Meet LUCA – The ancestor of ALL living Beings

Researchers have found that the ancestor of ALL living BEINGS on Earth was a single-cell, bacterium-like organism that is estimated to have lived some 4 BILLION years ago when our planet was in its infancy, with an age of around 560 million years.

The discovery sharpens the debate between scientists who on one hand believed life as we know it began in a completely hostile and extreme environments like deep sea vents, or in the vicinity of volcanoes, and between those researchers who are more in favor of life coming into existence near ‘warm little ponds’ as proposed by Darwin.

His name is LUCA,”Ultimate Last Common Ancestor”, and it is the organism from which all living things on earth descend from.

For decades, researchers have tried to determine the characteristics of this exceptional being, and the mechanisms that allowed him to “brand” and propagate life as we know it.

Now, thanks to a new study by a group of German researchers published in the “Nature Microbiology“, we are closer than ever to obtain a genetic portrait of the ancestor of all living things on our planet.

According to the study, our first ancestor was a very simple organism and probably lived about 4,000 million years ago near a hydrothermal vent on the bottom of one of Earth’s primitive oceans.

The ‘portrait’ of LUCA was obtained after study and systematic classification of more than six million genes, from which researchers extracted 355 which they believe may have belonged to LUCA, the joint ancestor of bacteria and archaea.

To get to the bottom of this, the team led by William Martin, of the German Heinrich Heine University, focused on the genes of the two largest (and oldest) groups of unicellular organisms that exist: bacteria and archaea. According to “Nature Microbiology” LUCA is very likely to have belonged to one of two of the above-mentioned families.

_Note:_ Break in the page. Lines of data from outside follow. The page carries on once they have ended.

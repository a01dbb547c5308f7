//! Incident Types
//!
//! The synthesis artifact and its status machine. Data structures plus the
//! transition rules - synthesis policy lives in `synthesizer.rs`.

use chrono::{DateTime, Utc};
use serde::{Deserialize, Serialize};
use uuid::Uuid;

use crate::logic::anomaly::types::Anomaly;
use crate::logic::record::QualityScore;
use crate::logic::threat::types::{Severity, ThreatVerdict};

// ============================================================================
// STATUS
// ============================================================================

#[derive(Debug, Clone, Copy, PartialEq, Eq, Serialize, Deserialize)]
#[serde(rename_all = "snake_case")]
pub enum IncidentStatus {
    Open,
    Acknowledged,
    Resolved,
}

impl IncidentStatus {
    pub fn as_str(&self) -> &'static str {
        match self {
            IncidentStatus::Open => "open",
            IncidentStatus::Acknowledged => "acknowledged",
            IncidentStatus::Resolved => "resolved",
        }
    }
}

impl std::fmt::Display for IncidentStatus {
    fn fmt(&self, f: &mut std::fmt::Formatter<'_>) -> std::fmt::Result {
        write!(f, "{}", self.as_str())
    }
}

/// Rejected transition. Expected in normal operation, so it is surfaced to
/// the caller and never logged at error level.
#[derive(Debug, Clone, PartialEq, Eq)]
pub struct IllegalTransition {
    pub from: IncidentStatus,
    pub to: IncidentStatus,
}

impl std::fmt::Display for IllegalTransition {
    fn fmt(&self, f: &mut std::fmt::Formatter<'_>) -> std::fmt::Result {
        write!(f, "illegal incident transition {} -> {}", self.from, self.to)
    }
}

impl std::error::Error for IllegalTransition {}

// ============================================================================
// INCIDENT
// ============================================================================

/// One surfaced finding. Holds the `trace_id` and copies of the indicators
/// it needs; records never point back at incidents.
#[derive(Debug, Clone, Serialize, Deserialize)]
pub struct Incident {
    pub id: Uuid,
    pub trace_id: String,
    pub created_at: DateTime<Utc>,
    pub severity: Severity,
    pub status: IncidentStatus,
    pub threats: Vec<ThreatVerdict>,
    pub anomalies: Vec<Anomaly>,
    /// Present iff the quality score contributed to the incident.
    pub quality: Option<QualityScore>,
    pub summary: String,
    /// True when at least one analyzer failed terminally for this record.
    pub partial: bool,
}

impl Incident {
    /// Apply a status change. Re-applying the current status is a no-op;
    /// only `open -> acknowledged` and `acknowledged -> resolved` are legal.
    /// Returns whether the status actually changed.
    pub fn transition(&mut self, to: IncidentStatus) -> Result<bool, IllegalTransition> {
        use IncidentStatus::*;
        if self.status == to {
            return Ok(false);
        }
        match (self.status, to) {
            (Open, Acknowledged) | (Acknowledged, Resolved) => {
                self.status = to;
                Ok(true)
            }
            (from, to) => Err(IllegalTransition { from, to }),
        }
    }
}

// ============================================================================
// TESTS
// ============================================================================
//! Configuration module
//!
//! One strongly-typed configuration record, loaded from environment variables
//! at startup and immutable for the life of the process. Every threshold has
//! an override; a variable that is present but invalid fails startup with a
//! message naming it - the pipeline never runs on a partially-valid config.

use std::env;
use std::str::FromStr;
use std::time::Duration;

// ============================================================================
// ERROR
// ============================================================================

#[derive(Debug)]
pub struct ConfigError(pub String);

impl std::fmt::Display for ConfigError {
    fn fmt(&self, f: &mut std::fmt::Formatter<'_>) -> std::fmt::Result {
        write!(f, "configuration error: {}", self.0)
    }
}

impl std::error::Error for ConfigError {}

// ============================================================================
// CONFIG
// ============================================================================

/// Process-wide pipeline configuration.
#[derive(Debug, Clone)]
pub struct PipelineConfig {
    // Feature switches
    pub enable_threat_detection: bool,
    pub enable_anomaly_detection: bool,
    pub enable_quality_analysis: bool,
    pub enable_incident_emission: bool,

    // Thresholds
    pub cost_anomaly_usd_per_day: f64,
    pub cost_z_threshold: f64,
    pub latency_abs_ms: f64,
    pub latency_p95_ms: f64,
    pub quality_min_overall: f64,
    pub quality_min_coherence: f64,
    pub quality_min_relevance: f64,
    pub quality_min_completeness: f64,
    pub error_rate_max: f64,
    pub threat_min_confidence: f64,
    pub toxicity_min: f64,

    // Quality weighting (must sum to 1)
    pub quality_weight_coherence: f64,
    pub quality_weight_relevance: f64,
    pub quality_weight_completeness: f64,

    // Concurrency
    pub max_concurrent_analyses: usize,
    pub batch_size: usize,
    pub batch_timeout: Duration,

    // AI client
    pub model_name: String,
    pub temperature: f64,
    pub top_p: f64,
    pub top_k: u32,
    pub max_output_tokens: u32,
    pub max_retries: u32,
    pub per_call_timeout: Duration,

    // Rolling windows
    pub window_capacity: usize,
    pub min_samples_for_stat: usize,
    pub sample_horizon_secs: i64,

    // Normalizer
    pub max_text_bytes: usize,
    pub dedup_capacity: usize,

    // Emission & host
    pub metric_namespace: String,
    pub require_on_startup: bool,
    pub port: u16,
}

impl Default for PipelineConfig {
    fn default() -> Self {
        Self {
            enable_threat_detection: true,
            enable_anomaly_detection: true,
            enable_quality_analysis: true,
            enable_incident_emission: true,

            cost_anomaly_usd_per_day: 400_000.0,
            cost_z_threshold: 3.0,
            latency_abs_ms: 5000.0,
            latency_p95_ms: 3000.0,
            quality_min_overall: 0.7,
            quality_min_coherence: 0.6,
            quality_min_relevance: 0.6,
            quality_min_completeness: 0.5,
            error_rate_max: 0.05,
            threat_min_confidence: 0.75,
            toxicity_min: 0.7,

            quality_weight_coherence: 0.4,
            quality_weight_relevance: 0.4,
            quality_weight_completeness: 0.2,

            max_concurrent_analyses: 10,
            batch_size: 50,
            batch_timeout: Duration::from_secs(30),

            model_name: "gemini-2.0-flash".to_string(),
            temperature: 0.2,
            top_p: 0.95,
            top_k: 40,
            max_output_tokens: 2048,
            max_retries: 3,
            per_call_timeout: Duration::from_secs(30),

            window_capacity: 1000,
            min_samples_for_stat: 30,
            sample_horizon_secs: 86_400,

            max_text_bytes: 64 * 1024,
            dedup_capacity: 10_000,

            metric_namespace: "guardian".to_string(),
            require_on_startup: false,
            port: 8080,
        }
    }
}

impl PipelineConfig {
    /// Load configuration from `GUARDIAN_*` environment variables, falling
    /// back to documented defaults for anything unset.
    pub fn from_env() -> Result<Self, ConfigError> {
        let d = Self::default();
        let cfg = Self {
            enable_threat_detection: parse_bool("GUARDIAN_ENABLE_THREAT_DETECTION", d.enable_threat_detection)?,
            enable_anomaly_detection: parse_bool("GUARDIAN_ENABLE_ANOMALY_DETECTION", d.enable_anomaly_detection)?,
            enable_quality_analysis: parse_bool("GUARDIAN_ENABLE_QUALITY_ANALYSIS", d.enable_quality_analysis)?,
            enable_incident_emission: parse_bool("GUARDIAN_ENABLE_INCIDENT_EMISSION", d.enable_incident_emission)?,

            cost_anomaly_usd_per_day: parse_var("GUARDIAN_COST_ANOMALY_USD_PER_DAY", d.cost_anomaly_usd_per_day)?,
            cost_z_threshold: parse_var("GUARDIAN_COST_Z_THRESHOLD", d.cost_z_threshold)?,
            latency_abs_ms: parse_var("GUARDIAN_LATENCY_ABS_MS", d.latency_abs_ms)?,
            latency_p95_ms: parse_var("GUARDIAN_LATENCY_P95_MS", d.latency_p95_ms)?,
            quality_min_overall: parse_prob("GUARDIAN_QUALITY_MIN_OVERALL", d.quality_min_overall)?,
            quality_min_coherence: parse_prob("GUARDIAN_QUALITY_MIN_COHERENCE", d.quality_min_coherence)?,
            quality_min_relevance: parse_prob("GUARDIAN_QUALITY_MIN_RELEVANCE", d.quality_min_relevance)?,
            quality_min_completeness: parse_prob("GUARDIAN_QUALITY_MIN_COMPLETENESS", d.quality_min_completeness)?,
            error_rate_max: parse_prob("GUARDIAN_ERROR_RATE_MAX", d.error_rate_max)?,
            threat_min_confidence: parse_prob("GUARDIAN_THREAT_MIN_CONFIDENCE", d.threat_min_confidence)?,
            toxicity_min: parse_prob("GUARDIAN_TOXICITY_MIN", d.toxicity_min)?,

            quality_weight_coherence: parse_prob("GUARDIAN_QUALITY_WEIGHT_COHERENCE", d.quality_weight_coherence)?,
            quality_weight_relevance: parse_prob("GUARDIAN_QUALITY_WEIGHT_RELEVANCE", d.quality_weight_relevance)?,
            quality_weight_completeness: parse_prob("GUARDIAN_QUALITY_WEIGHT_COMPLETENESS", d.quality_weight_completeness)?,

            max_concurrent_analyses: parse_var("GUARDIAN_MAX_CONCURRENT_ANALYSES", d.max_concurrent_analyses)?,
            batch_size: parse_var("GUARDIAN_BATCH_SIZE", d.batch_size)?,
            batch_timeout: Duration::from_secs(parse_var("GUARDIAN_BATCH_TIMEOUT_SECS", 30u64)?),

            model_name: env::var("GUARDIAN_MODEL_NAME").unwrap_or(d.model_name),
            temperature: parse_var("GUARDIAN_TEMPERATURE", d.temperature)?,
            top_p: parse_prob("GUARDIAN_TOP_P", d.top_p)?,
            top_k: parse_var("GUARDIAN_TOP_K", d.top_k)?,
            max_output_tokens: parse_var("GUARDIAN_MAX_OUTPUT_TOKENS", d.max_output_tokens)?,
            max_retries: parse_var("GUARDIAN_MAX_RETRIES", d.max_retries)?,
            per_call_timeout: Duration::from_secs(parse_var("GUARDIAN_PER_CALL_TIMEOUT_SECS", 30u64)?),

            window_capacity: parse_var("GUARDIAN_WINDOW_CAPACITY", d.window_capacity)?,
            min_samples_for_stat: parse_var("GUARDIAN_MIN_SAMPLES_FOR_STAT", d.min_samples_for_stat)?,
            sample_horizon_secs: parse_var("GUARDIAN_SAMPLE_HORIZON_SECS", d.sample_horizon_secs)?,

            max_text_bytes: parse_var("GUARDIAN_MAX_TEXT_BYTES", d.max_text_bytes)?,
            dedup_capacity: parse_var("GUARDIAN_DEDUP_CAPACITY", d.dedup_capacity)?,

            metric_namespace: env::var("GUARDIAN_METRIC_NAMESPACE").unwrap_or(d.metric_namespace),
            require_on_startup: parse_bool("GUARDIAN_REQUIRE_ON_STARTUP", d.require_on_startup)?,
            port: parse_var("GUARDIAN_PORT", d.port)?,
        };

        cfg.validate()?;
        Ok(cfg)
    }

    /// Cross-field validation. Called by `from_env`; exposed for configs
    /// constructed directly in tests and embeddings.
    pub fn validate(&self) -> Result<(), ConfigError> {
        if self.max_concurrent_analyses < 1 {
            return Err(ConfigError("max_concurrent_analyses must be at least 1".into()));
        }
        if self.batch_size < 1 {
            return Err(ConfigError("batch_size must be at least 1".into()));
        }
        if self.window_capacity < 1 {
            return Err(ConfigError("window_capacity must be at least 1".into()));
        }
        if self.cost_anomaly_usd_per_day <= 0.0 {
            return Err(ConfigError("cost_anomaly_usd_per_day must be positive".into()));
        }
        if self.cost_z_threshold <= 0.0 {
            return Err(ConfigError("cost_z_threshold must be positive".into()));
        }
        if !(0.0..=2.0).contains(&self.temperature) {
            return Err(ConfigError(format!(
                "temperature must be in [0, 2], got {}",
                self.temperature
            )));
        }
        let weight_sum = self.quality_weight_coherence
            + self.quality_weight_relevance
            + self.quality_weight_completeness;
        if (weight_sum - 1.0).abs() > 1e-6 {
            return Err(ConfigError(format!(
                "quality weights must sum to 1.0, got {}",
                weight_sum
            )));
        }
        Ok(())
    }

    /// Whole-record deadline: per-call timeout across every retry of all
    /// three analyzers, plus fixed overhead.
    pub fn record_deadline(&self) -> Duration {
        self.per_call_timeout * (self.max_retries + 1) * 3 + Duration::from_secs(2)
    }

    /// Intake queue bound; a full queue is the overload signal.
    pub fn intake_capacity(&self) -> usize {
        self.batch_size * 2
    }
}

// ============================================================================
// PARSERS
// ============================================================================

fn parse_var<T: FromStr>(name: &str, default: T) -> Result<T, ConfigError>
where
    T::Err: std::fmt::Display,
{
    match env::var(name) {
        Ok(raw) => raw
            .trim()
            .parse::<T>()
            .map_err(|e| ConfigError(format!("{}: invalid value {:?} ({})", name, raw, e))),
        Err(_) => Ok(default),
    }
}

fn parse_prob(name: &str, default: f64) -> Result<f64, ConfigError> {
    let v: f64 = parse_var(name, default)?;
    if !(0.0..=1.0).contains(&v) {
        return Err(ConfigError(format!(
            "{}: expected a value in [0, 1], got {}",
            name, v
        )));
    }
    Ok(v)
}

fn parse_bool(name: &str, default: bool) -> Result<bool, ConfigError> {
    match env::var(name) {
        Ok(raw) => match raw.trim().to_ascii_lowercase().as_str() {
            "true" | "1" | "yes" => Ok(true),
            "false" | "0" | "no" => Ok(false),
            other => Err(ConfigError(format!(
                "{}: expected a boolean, got {:?}",
                name, other
            ))),
        },
        Err(_) => Ok(default),
    }
}

// ============================================================================
// TESTS
// ============================================================================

The finding has “significantly advanced our understanding of what Luca did for a living,” James O. McInerney of the University of Manchester wrote in a commentary, and provides “a very intriguing insight into life four billion years ago.”

LUCA; As SIMPLE as it gets

The 355 genes discovered by researchers suggests that LUCA was a very simple organism that could survive without oxygen, obtaining energy from carbon dioxide, hydrogen and other hot gasses expelled from Earth through fissures in the earth’s crust in the ocean floor.

In addition to the above, LUCA also had an enzyme that allowed it to survive near very high temperatures, even several hundreds of degrees, and that made it dependent on metallic elements such as iron.

Similar organisms are still abundant today, and it is curious to think that their existence was considered as impossible by scientists until just forty years ago when it was still thought that all life forms needed light and oxygen in order to survive.

Even though LUCA is our oldest ancestor, it doesn’t necessarily make him the first living being on Earth, but the luckiest of all which managed to survive and to cling on to become the “father” of all living beings that inhabit our planet today.